Here is an interesting tangent on the wildcard in this summer’s Greek events: “Migration”

We believe that the migration crisis has entered Greece’s programme review through the back door. It is our belief that Greece has most likely looked to extend the talks and attempted to bargain with EU leaders on completing the programme review and achieving OSI, by exerting pressure given its crucial role on the migrant crisis, before the EU referendum takes place on 23 June in the UK. Now that the Western Balkan route is effectively closed to migrants, and that the EU has decided on an action plan (agreement with Turkey), we think Greece is likely to have less bargaining power than earlier this year; however, we still expect it to play a major role in addressing the crisis. Further delay in the programme negotiations has only been possible due to a relatively light repayment calendar (see below).

Finally, the key timing choke point, which as always when dealing with Greece has to do with when the money runs out. The answer: late June.
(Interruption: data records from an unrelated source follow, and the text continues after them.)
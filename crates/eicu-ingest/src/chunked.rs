//! Bounded-size chunked scans over delimited source tables.
//!
//! A scan never holds more than `chunk_rows` records at once. The header is
//! validated when the reader is opened, so a schema mismatch fails before any
//! row is consumed.

use std::fs::File;
use std::path::{Path, PathBuf};

use csv::{ReaderBuilder, StringRecord};
use tracing::debug;

use crate::error::{IngestError, Result};
use crate::schema::TableSpec;

/// Default chunk row cap.
pub const DEFAULT_CHUNK_ROWS: usize = 30_000_000;

/// Raw records read in chunks, each tagged with its 1-based line number.
pub struct RecordChunks {
    path: PathBuf,
    reader: csv::Reader<File>,
    headers: StringRecord,
    chunk_rows: usize,
    exhausted: bool,
}

impl RecordChunks {
    pub fn open(path: &Path, chunk_rows: usize) -> Result<Self> {
        if !path.is_file() {
            return Err(IngestError::FileNotFound {
                path: path.to_path_buf(),
            });
        }
        let mut reader = ReaderBuilder::new()
            .has_headers(true)
            .from_path(path)
            .map_err(|e| IngestError::from_csv(path, e))?;
        let headers = reader
            .headers()
            .map_err(|e| IngestError::from_csv(path, e))?
            .clone();
        Ok(Self {
            path: path.to_path_buf(),
            reader,
            headers,
            chunk_rows: chunk_rows.max(1),
            exhausted: false,
        })
    }

    pub fn path(&self) -> &Path {
        &self.path
    }

    pub fn headers(&self) -> &StringRecord {
        &self.headers
    }

    /// Position of a named column, ignoring surrounding whitespace and BOM.
    pub fn column_index(&self, name: &str) -> Option<usize> {
        self.headers
            .iter()
            .position(|header| header.trim().trim_matches('\u{feff}') == name)
    }

    pub fn require_column(&self, name: &str) -> Result<usize> {
        self.column_index(name)
            .ok_or_else(|| IngestError::MissingColumn {
                column: name.to_string(),
                path: self.path.clone(),
            })
    }

    /// Reads up to `chunk_rows` records. `None` once the file is exhausted.
    pub fn next_chunk(&mut self) -> Result<Option<Vec<(u64, StringRecord)>>> {
        if self.exhausted {
            return Ok(None);
        }
        let mut chunk = Vec::new();
        let mut record = StringRecord::new();
        while chunk.len() < self.chunk_rows {
            let more = self
                .reader
                .read_record(&mut record)
                .map_err(|e| IngestError::from_csv(&self.path, e))?;
            if !more {
                self.exhausted = true;
                break;
            }
            let line = record.position().map_or(0, csv::Position::line);
            chunk.push((line, record.clone()));
        }
        if chunk.is_empty() {
            return Ok(None);
        }
        Ok(Some(chunk))
    }
}

/// Returns a trimmed non-empty field.
pub fn get_string(record: &StringRecord, index: usize) -> Option<String> {
    record
        .get(index)
        .map(str::trim)
        .filter(|value| !value.is_empty())
        .map(String::from)
}

/// One event row of a source table, projected onto the table's configured columns.
#[derive(Debug, Clone, PartialEq)]
pub struct SourceRow {
    pub line: u64,
    pub patient_id: String,
    pub time: i64,
    pub code: String,
    pub value: Option<String>,
    pub unit: Option<String>,
}

#[derive(Debug, Clone, Copy)]
struct Columns {
    patient: usize,
    time: usize,
    code: usize,
    value: Option<usize>,
    unit: Option<usize>,
}

/// Chunked scan of one source table yielding [`SourceRow`]s.
pub struct ChunkedReader {
    records: RecordChunks,
    spec: TableSpec,
    columns: Columns,
    skipped: u64,
}

impl ChunkedReader {
    pub fn open(path: &Path, spec: &TableSpec, chunk_rows: usize) -> Result<Self> {
        let records = RecordChunks::open(path, chunk_rows)?;
        let optional = |name: &Option<String>| -> Result<Option<usize>> {
            name.as_deref()
                .map(|column| records.require_column(column))
                .transpose()
        };
        let columns = Columns {
            patient: records.require_column(&spec.patient_column)?,
            time: records.require_column(&spec.time_column)?,
            code: records.require_column(&spec.code_column)?,
            value: optional(&spec.value_column)?,
            unit: optional(&spec.unit_column)?,
        };
        Ok(Self {
            records,
            spec: spec.clone(),
            columns,
            skipped: 0,
        })
    }

    pub fn path(&self) -> &Path {
        self.records.path()
    }

    /// Rows dropped so far because their code was empty.
    pub fn skipped_rows(&self) -> u64 {
        self.skipped
    }

    pub fn next_chunk(&mut self) -> Result<Option<Vec<SourceRow>>> {
        let Some(records) = self.records.next_chunk()? else {
            return Ok(None);
        };
        let mut rows = Vec::with_capacity(records.len());
        for (line, record) in &records {
            let code = record.get(self.columns.code).unwrap_or_default();
            if code.trim().is_empty() {
                self.skipped += 1;
                continue;
            }
            rows.push(SourceRow {
                line: *line,
                patient_id: record
                    .get(self.columns.patient)
                    .unwrap_or_default()
                    .trim()
                    .to_string(),
                time: self.parse_time(*line, record)?,
                code: code.to_string(),
                value: self.columns.value.and_then(|idx| get_string(record, idx)),
                unit: self.columns.unit.and_then(|idx| get_string(record, idx)),
            });
        }
        Ok(Some(rows))
    }

    /// Feeds every chunk to `handle` with its 0-based position, returning the
    /// number of chunks read.
    pub fn for_each_chunk<E, F>(&mut self, mut handle: F) -> std::result::Result<usize, E>
    where
        E: From<IngestError>,
        F: FnMut(usize, Vec<SourceRow>) -> std::result::Result<(), E>,
    {
        let mut chunks = 0;
        while let Some(rows) = self.next_chunk()? {
            debug!(
                table = self.spec.name(),
                chunk = chunks,
                rows = rows.len(),
                "read chunk"
            );
            handle(chunks, rows)?;
            chunks += 1;
        }
        if self.skipped > 0 {
            debug!(
                table = self.spec.name(),
                skipped = self.skipped,
                "skipped rows with an empty code"
            );
        }
        Ok(chunks)
    }

    fn parse_time(&self, line: u64, record: &StringRecord) -> Result<i64> {
        let raw = record.get(self.columns.time).unwrap_or_default().trim();
        raw.parse::<i64>().map_err(|_| IngestError::InvalidField {
            path: self.records.path().to_path_buf(),
            line,
            column: self.spec.time_column.clone(),
            value: raw.to_string(),
        })
    }
}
Looking ahead, IMF redemptions totalling €0.46bn are due to take place on 30 April, while ECB bonds of c.€50mn fall due on 11 April (a c.€2.171bn outstanding bond due on 24 April was issued purely to provide funding for Greek banks at the ECB and so should not be considered as part of funding needs, in our view). Thereafter, the next significant outflows are due in June and July with €750mn due to the IMF and then c.€2.3bn due to the ECB. Therefore, we think Greece is likely to be able to negotiate payments up until June (albeit narrowly and with likely recourse to allowing arrears to rise again). However, the July repayments appear more challenging should further ESM disbursements not be forthcoming.

Will another “Greek summer” ruin the vacation plans for numerous bond trading algos? Find out in three short months.